§ **ENTRIES SUPPLIED**

//! LRU eviction job: runs on a cron schedule, evicts oldest NARs under
//! the global write lock until the store is back under budget, then
//! sweeps orphaned NARInfo rows.

use std::str::FromStr;
use std::sync::atomic::{AtomicBool, Ordering};
use std::sync::Arc;
use std::time::Duration;

use apalis::cron::Schedule;
use chrono::{DateTime, Utc};

use crate::engine::Cache;

/// The tz database name the cron schedule fires in. `Local` is not a
/// valid IANA zone (chrono-tz has no such entry), so it's its own
/// variant backed by `chrono::Local` rather than `chrono_tz::Tz`.
#[derive(Debug, Clone, Copy)]
pub enum ConfiguredTz {
    Local,
    Named(chrono_tz::Tz),
}

pub fn parse_timezone(s: &str) -> anyhow::Result<ConfiguredTz> {
    if s.eq_ignore_ascii_case("local") {
        return Ok(ConfiguredTz::Local);
    }
    let tz: chrono_tz::Tz = s
        .parse()
        .map_err(|_| anyhow::anyhow!("unknown tz database name {s:?}"))?;
    Ok(ConfiguredTz::Named(tz))
}

fn upcoming_utc(schedule: &Schedule, tz: ConfiguredTz) -> Box<dyn Iterator<Item = DateTime<Utc>> + '_> {
    match tz {
        ConfiguredTz::Local => Box::new(schedule.upcoming(chrono::Local).map(|dt| dt.with_timezone(&Utc))),
        ConfiguredTz::Named(tz) => Box::new(schedule.upcoming(tz).map(|dt| dt.with_timezone(&Utc))),
    }
}

#[derive(Debug, Clone)]
pub struct LruConfig {
    pub schedule: Schedule,
    pub timezone: ConfiguredTz,
    pub max_size: Option<u64>,
    /// Fraction of `max_size` to evict down to; `1.0` stops at budget,
    /// `0.9` leaves headroom to reduce eviction chatter.
    pub low_watermark: f64,
}

/// Runs the eviction scheduler until the process exits. A run already
/// in progress causes a newly-fired tick to be skipped rather than
/// queued.
pub async fn run(cache: Arc<Cache>, config: LruConfig) {
    let Some(max_size) = config.max_size else {
        tracing::info!("no cache.max-size configured, LRU eviction disabled");
        return;
    };

    let running = Arc::new(AtomicBool::new(false));
    let mut upcoming = upcoming_utc(&config.schedule, config.timezone);

    loop {
        let Some(next) = upcoming.next() else {
            tracing::warn!("cron schedule produced no further occurrences, stopping LRU job");
            return;
        };

        let delay = (next - Utc::now()).to_std().unwrap_or(Duration::ZERO);
        tokio::time::sleep(delay).await;

        if running
            .compare_exchange(false, true, Ordering::SeqCst, Ordering::SeqCst)
            .is_err()
        {
            tracing::warn!("previous LRU run still in progress, skipping this tick");
            continue;
        }

        let cache = cache.clone();
        let running = running.clone();
        let target_size = (max_size as f64 * config.low_watermark) as u64;

        tokio::spawn(async move {
            if let Err(e) = sweep(&cache, max_size, target_size).await {
                tracing::error!(error = %e, "LRU sweep failed");
            }
            running.store(false, Ordering::SeqCst);
        });
    }
}

#[tracing::instrument(skip(cache))]
async fn sweep(cache: &Cache, max_size: u64, target_size: u64) -> anyhow::Result<()> {
    let _write_lock = cache
        .rw_locker()
        .write()
        .await
        .map_err(|e| anyhow::anyhow!("failed to acquire LRU write lock: {e}"))?;

    let total = cache.index().total_nar_size().await?;
    if total <= max_size {
        tracing::debug!(total, max_size, "under budget, nothing to evict");
        prune_orphan_narinfos(cache).await?;
        return Ok(());
    }

    tracing::info!(total, max_size, "over budget, evicting oldest NARs");

    let rows = cache.index().nars_by_last_accessed_asc().await?;
    let mut running_total = total;

    for row in rows {
        if running_total <= target_size {
            break;
        }

        let url = crate::nar_url::NarUrl {
            hash: row.hash.clone(),
            compression: row.compression,
            query: None,
        };

        match cache.storage().nar_delete(&url).await {
            Ok(()) | Err(crate::storage::StorageError::NotFound) => {}
            Err(e) => return Err(e.into()),
        }
        cache.index().delete_nar(&row.hash).await?;

        running_total = running_total.saturating_sub(row.file_size);
        tracing::debug!(hash = %row.hash, freed = row.file_size, running_total, "evicted nar");
    }

    prune_orphan_narinfos(cache).await?;

    Ok(())
}

/// Deletes NARInfo entries whose referenced NAR no longer has a row —
/// the NAR may have been evicted independently of its NARInfo.
async fn prune_orphan_narinfos(cache: &Cache) -> anyhow::Result<()> {
    for hash in cache.index().all_narinfo_hashes().await? {
        let raw = match cache.storage().narinfo_get(&hash).await {
            Ok(raw) => raw,
            Err(crate::storage::StorageError::NotFound) => {
                cache.index().delete_narinfo(&hash).await?;
                continue;
            }
            Err(e) => return Err(e.into()),
        };

        let text = String::from_utf8_lossy(&raw).into_owned();
        let Ok(narinfo) = text.parse::<crate::narinfo::NarInfo>() else {
            continue;
        };

        if !cache.index().has_nar(&narinfo.url.hash).await? {
            tracing::debug!(hash = %hash, "pruning narinfo with no surviving nar");
            match cache.storage().narinfo_delete(&hash).await {
                Ok(()) | Err(crate::storage::StorageError::NotFound) => {}
                Err(e) => return Err(e.into()),
            }
            cache.index().delete_narinfo(&hash).await?;
        }
    }
    Ok(())
}

pub fn parse_schedule(expr: &str) -> anyhow::Result<Schedule> {
    Schedule::from_str(expr).map_err(|e| anyhow::anyhow!("invalid cron schedule {expr:?}: {e}"))
}

#[cfg(test)]
mod tests {
    use super::*;
    use crate::hash::Hash;
    use crate::index::Index;
    use crate::lock::{LocalLocker, LocalRwLocker};
    use crate::nar_url::Compression;
    use crate::storage::LocalStorage;
    use crate::upstream::UpstreamSet;
    use std::sync::Arc;

    async fn cache_with_nars(entries: &[(&str, u64, i64)]) -> (tempfile::TempDir, Arc<Cache>) {
        let dir = tempfile::tempdir().unwrap();
        let storage = Arc::new(
            LocalStorage::new(crate::storage::local::LocalStorageConfig {
                path: dir.path().join("storage"),
            })
            .await
            .unwrap(),
        );
        let index = Index::connect(&crate::index::IndexConfig {
            database_url: "sqlite::memory:".to_owned(),
            max_open_conns: 1,
            max_idle_conns: 0,
        })
        .await
        .unwrap();

        for (hash, size, accessed_at) in entries {
            let hash: Hash = hash.parse().unwrap();
            index.insert_nar(&hash, Compression::Xz, *size, *accessed_at).await.unwrap();
            let url = crate::nar_url::NarUrl {
                hash: hash.clone(),
                compression: Compression::Xz,
                query: None,
            };
            storage.nar_put(&url, *size, Box::pin(std::io::Cursor::new(vec![0u8; *size as usize]))).await.unwrap();
        }

        let cache = Arc::new(Cache::new(
            storage,
            index,
            Arc::new(LocalLocker::new()),
            Arc::new(LocalLocker::new()),
            Arc::new(LocalRwLocker::new()),
            UpstreamSet::new(Vec::new()),
            None,
            dir.path().join("tmp"),
        ));
        (dir, cache)
    }

    const H1: &str = "00ji9synj1r6h6sjw27wwv8fw98myxsg";
    const H2: &str = "11ji9synj1r6h6sjw27wwv8fw98myxsg";
    const H3: &str = "22ji9synj1r6h6sjw27wwv8fw98myxsg";

    #[tokio::test]
    async fn sweep_evicts_oldest_first_until_under_budget() {
        let (_dir, cache) = cache_with_nars(&[(H1, 40, 300), (H2, 40, 100), (H3, 40, 200)]).await;

        sweep(&cache, 100, 100).await.unwrap();

        assert_eq!(cache.index().total_nar_size().await.unwrap(), 80);
        assert!(!cache.index().has_nar(&H2.parse().unwrap()).await.unwrap());
        assert!(cache.index().has_nar(&H1.parse().unwrap()).await.unwrap());
        assert!(cache.index().has_nar(&H3.parse().unwrap()).await.unwrap());
    }

    #[tokio::test]
    async fn sweep_is_a_noop_under_budget() {
        let (_dir, cache) = cache_with_nars(&[(H1, 10, 100)]).await;
        sweep(&cache, 1000, 1000).await.unwrap();
        assert_eq!(cache.index().total_nar_size().await.unwrap(), 10);
    }

    #[tokio::test]
    async fn prune_removes_narinfo_whose_nar_is_gone() {
        let (_dir, cache) = cache_with_nars(&[]).await;
        let narinfo_hash: Hash = H1.parse().unwrap();
        let body = format!(
            "StorePath: /nix/store/{H1}-hello-2.12.1\n\
URL: nar/{H2}.nar.xz\n\
Compression: xz\n\
FileHash: sha256:{H2}\n\
FileSize: 10\n\
NarHash: sha256:{H2}\n\
NarSize: 20\n\
References:\n"
        );
        cache.put_narinfo(&narinfo_hash, body.as_bytes()).await.unwrap();

        prune_orphan_narinfos(&cache).await.unwrap();

        assert!(!cache.has_narinfo(&narinfo_hash).await.unwrap());
    }

    #[test]
    fn parse_schedule_rejects_garbage() {
        assert!(parse_schedule("not a cron expression").is_err());
    }
}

§ **TASK ITEM**
All that is wanted is an exact copy of the lines above from the one with "#[derive(Debug, Clone, Copy)]" through the one with "pub struct LruConfig", with both ends included.

§ **TASK SOLUTION**
#[derive(Debug, Clone, Copy)]
pub enum ConfiguredTz {
    Local,
    Named(chrono_tz::Tz),
}

pub fn parse_timezone(s: &str) -> anyhow::Result<ConfiguredTz> {
    if s.eq_ignore_ascii_case("local") {
        return Ok(ConfiguredTz::Local);
    }
    let tz: chrono_tz::Tz = s
        .parse()
        .map_err(|_| anyhow::anyhow!("unknown tz database name {s:?}"))?;
    Ok(ConfiguredTz::Named(tz))
}

fn upcoming_utc(schedule: &Schedule, tz: ConfiguredTz) -> Box<dyn Iterator<Item = DateTime<Utc>> + '_> {
    match tz {
        ConfiguredTz::Local => Box::new(schedule.upcoming(chrono::Local).map(|dt| dt.with_timezone(&Utc))),
        ConfiguredTz::Named(tz) => Box::new(schedule.upcoming(tz).map(|dt| dt.with_timezone(&Utc))),
    }
}

#[derive(Debug, Clone)]
pub struct LruConfig {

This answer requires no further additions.